[Opening SOURCE DATA section]

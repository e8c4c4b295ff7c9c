//! Rothermel surface-fire spread model (1972) with Albini corrections (1976)
//!
//! Computes the directional rate of spread from a burning cell toward one
//! neighbor. The model is empirical: reaction intensity, propagating flux and
//! heat-sink terms are fixed fuel-bed constants, scaled per target cell by
//! its fuel load and corrected for wind, slope, and spread direction.
//!
//! # Formula
//! ```text
//! R = f_dir × I_R' × ξ × (1 + Φ_w + Φ_s) / (ρ_b × ε × Q_ig)
//! ```
//!
//! Where:
//! - **`f_dir`** = directional factor, cos(bearing − wind direction), floored
//! - **`I_R'`** = reaction intensity scaled by the target's fuel load
//! - **ξ** = propagating flux ratio
//! - **`Φ_w`** = Albini wind factor
//! - **`Φ_s`** = Albini slope factor (target cell's slope)
//! - **`ρ_b`** = fuel bed bulk density
//! - **ε** = effective heating number
//! - **`Q_ig`** = heat of pre-ignition
//!
//! # References
//! - Rothermel, R.C. (1972). "A mathematical model for predicting fire spread
//!   in wildland fuels." USDA Forest Service Research Paper INT-115.
//! - Albini, F.A. (1976). "Estimating wildfire behavior and effects."
//!   USDA Forest Service General Technical Report INT-30.

use serde::{Deserialize, Serialize};

use crate::core_types::TerrainSample;

/// Invalid fire parameter values, rejected at construction time.
#[derive(Debug, Clone, PartialEq)]
pub enum ParameterError {
    /// Fuel particle density must be positive (it divides the packing ratio)
    NonPositiveFuelDensity(f32),
    /// Reference fuel load must be positive (it scales reaction intensity)
    NonPositiveReferenceLoad(f32),
    /// Wind speed cannot be negative
    NegativeWindSpeed(f32),
    /// Moisture content cannot be negative
    NegativeMoisture(f32),
}

impl std::fmt::Display for ParameterError {
    fn fmt(&self, f: &mut std::fmt::Formatter<'_>) -> std::fmt::Result {
        match self {
            ParameterError::NonPositiveFuelDensity(v) => {
                write!(f, "fuel particle density must be positive, got {v}")
            }
            ParameterError::NonPositiveReferenceLoad(v) => {
                write!(f, "reference fuel load must be positive, got {v}")
            }
            ParameterError::NegativeWindSpeed(v) => {
                write!(f, "wind speed cannot be negative, got {v}")
            }
            ParameterError::NegativeMoisture(v) => {
                write!(f, "moisture content cannot be negative, got {v}")
            }
        }
    }
}

impl std::error::Error for ParameterError {}

/// Global fire and fuel-bed parameters, shared by every spread calculation.
///
/// Units follow the original model: imperial fuel-bed quantities
/// (lb/ft³, Btu/lb, ft/min) with angles in degrees.
#[derive(Debug, Clone, Copy, Serialize, Deserialize)]
pub struct FireParameters {
    /// Fuel particle density `ρ_p` (lb/ft³)
    pub fuel_density: f32,
    /// Fuel heat content h (Btu/lb)
    pub heat_content: f32,
    /// Midflame wind speed U (ft/min)
    pub wind_speed: f32,
    /// Wind direction (degrees, 0 = North, clockwise; direction the wind
    /// blows *toward*)
    pub wind_direction: f32,
    /// Dead fuel moisture content (fraction)
    pub moisture_content: f32,
    /// Fuel load at which the reaction intensity constant applies; the
    /// target cell's load scales the reaction intensity relative to this
    pub reference_fuel_load: f32,
}

impl FireParameters {
    /// Propagating flux ratio ξ (empirical)
    pub const XI: f32 = 0.3;
    /// Effective heating number ε
    pub const EPSILON: f32 = 0.9;
    /// Heat of pre-ignition `Q_ig` (Btu/lb)
    pub const HEAT_OF_PREIGNITION: f32 = 250.0;
    /// Reaction intensity `I_R` at the reference fuel load (Btu/ft²/min)
    // TODO: derive I_R from heat content and a moisture damping term instead
    // of holding it constant; heat_content/moisture_content are carried here
    // for that refinement.
    pub const REACTION_INTENSITY: f32 = 100.0;
    /// Fuel bed bulk density `ρ_b` (lb/ft³)
    pub const BULK_DENSITY: f32 = 0.02;
    /// Albini wind factor constant C
    pub const WIND_C: f32 = 0.045;
    /// Albini wind factor exponent B
    pub const WIND_B: f32 = 2.0;
    /// Albini packing-ratio exponent E
    pub const WIND_E: f32 = 0.715;
    /// Minimum directional factor: spread never fully stalls against the wind
    pub const DIRECTION_FLOOR: f32 = 0.1;

    /// Check parameter ranges.
    ///
    /// # Errors
    /// Returns [`ParameterError`] for a non-positive fuel density or
    /// reference load, or a negative wind speed or moisture content.
    pub fn validate(&self) -> Result<(), ParameterError> {
        if !(self.fuel_density.is_finite() && self.fuel_density > 0.0) {
            return Err(ParameterError::NonPositiveFuelDensity(self.fuel_density));
        }
        if !(self.reference_fuel_load.is_finite() && self.reference_fuel_load > 0.0) {
            return Err(ParameterError::NonPositiveReferenceLoad(
                self.reference_fuel_load,
            ));
        }
        if self.wind_speed < 0.0 {
            return Err(ParameterError::NegativeWindSpeed(self.wind_speed));
        }
        if self.moisture_content < 0.0 {
            return Err(ParameterError::NegativeMoisture(self.moisture_content));
        }
        Ok(())
    }
}

impl Default for FireParameters {
    /// Calm conditions over an oven-dry-wood fuel bed.
    fn default() -> Self {
        FireParameters {
            fuel_density: 32.0,
            heat_content: 8000.0,
            wind_speed: 0.0,
            wind_direction: 0.0,
            moisture_content: 0.05,
            reference_fuel_load: 1.0,
        }
    }
}

/// Actual and optimal packing ratios of the fuel bed.
///
/// `β = ρ_b / ρ_p`, `β_op = 3.348 × β^0.8189`. Returns `(0, 0)` for a
/// degenerate particle density instead of dividing by zero (a validated
/// simulation never reaches this).
pub fn packing_ratio(params: &FireParameters) -> (f32, f32) {
    if params.fuel_density <= 0.0 {
        return (0.0, 0.0);
    }
    let beta = FireParameters::BULK_DENSITY / params.fuel_density;
    let beta_op = 3.348 * beta.powf(0.8189);
    (beta, beta_op)
}

/// Albini wind factor `Φ_w = C × U^B × (β/β_op)^(-E)`.
///
/// Zero for calm air and for a degenerate packing ratio.
pub fn wind_factor(params: &FireParameters, beta: f32, beta_op: f32) -> f32 {
    if params.wind_speed < 1e-3 || beta <= 0.0 || beta_op <= 0.0 {
        return 0.0;
    }
    FireParameters::WIND_C
        * params.wind_speed.powf(FireParameters::WIND_B)
        * (beta / beta_op).powf(-FireParameters::WIND_E)
}

/// Albini slope factor `Φ_s = 5.275 × β^(-0.3) × tan²(θ)` for the *target*
/// cell's slope angle in degrees.
///
/// Zero on flat ground and for a degenerate packing ratio.
pub fn slope_factor(beta: f32, slope_deg: f32) -> f32 {
    if slope_deg <= 0.0 || beta <= 0.0 {
        return 0.0;
    }
    let tan_slope = slope_deg.to_radians().tan();
    5.275 * beta.powf(-0.3) * tan_slope * tan_slope
}

/// Directional factor: alignment between spread direction and wind.
///
/// `cos(bearing − wind direction)` floored at [`FireParameters::DIRECTION_FLOOR`]
/// so a fire still creeps against the wind. With no wind there is no
/// preferred direction and the factor is 1 for every bearing.
pub fn direction_factor(params: &FireParameters, bearing_deg: f32) -> f32 {
    if params.wind_speed < 1e-3 {
        return 1.0;
    }
    (bearing_deg - params.wind_direction)
        .to_radians()
        .cos()
        .max(FireParameters::DIRECTION_FLOOR)
}

/// Directional rate of spread toward a target cell (ft/min).
///
/// Pure function of the target's terrain, the compass bearing from the
/// burning source toward it, and the global fire parameters. Returns 0 when
/// the target carries no fuel (fire never arrives) and never returns a
/// negative rate; degenerate inputs fall back to 0 rather than faulting.
pub fn directional_spread_rate(
    target: &TerrainSample,
    bearing_deg: f32,
    params: &FireParameters,
) -> f32 {
    if target.fuel <= 0.0 {
        return 0.0;
    }

    let (beta, beta_op) = packing_ratio(params);
    if beta <= 0.0 {
        return 0.0;
    }

    let phi_w = wind_factor(params, beta, beta_op);
    let phi_s = slope_factor(beta, target.slope);
    let f_dir = direction_factor(params, bearing_deg);

    // Reaction intensity scaled by the target's fuel load
    let reaction_intensity =
        FireParameters::REACTION_INTENSITY * target.fuel / params.reference_fuel_load;

    let numerator = f_dir * reaction_intensity * FireParameters::XI * (1.0 + phi_w + phi_s);
    let denominator = FireParameters::BULK_DENSITY
        * FireParameters::EPSILON
        * FireParameters::HEAT_OF_PREIGNITION;

    (numerator / denominator).max(0.0)
}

[Closing SOURCE DATA section]

■ PROBLEM STATEMENT ■
Scan the records above, then copy out each line that mentions "this".

■ THE COMPLETED TASK ■
    /// target cell's load scales the reaction intensity relative to this
/// simulation never reaches this).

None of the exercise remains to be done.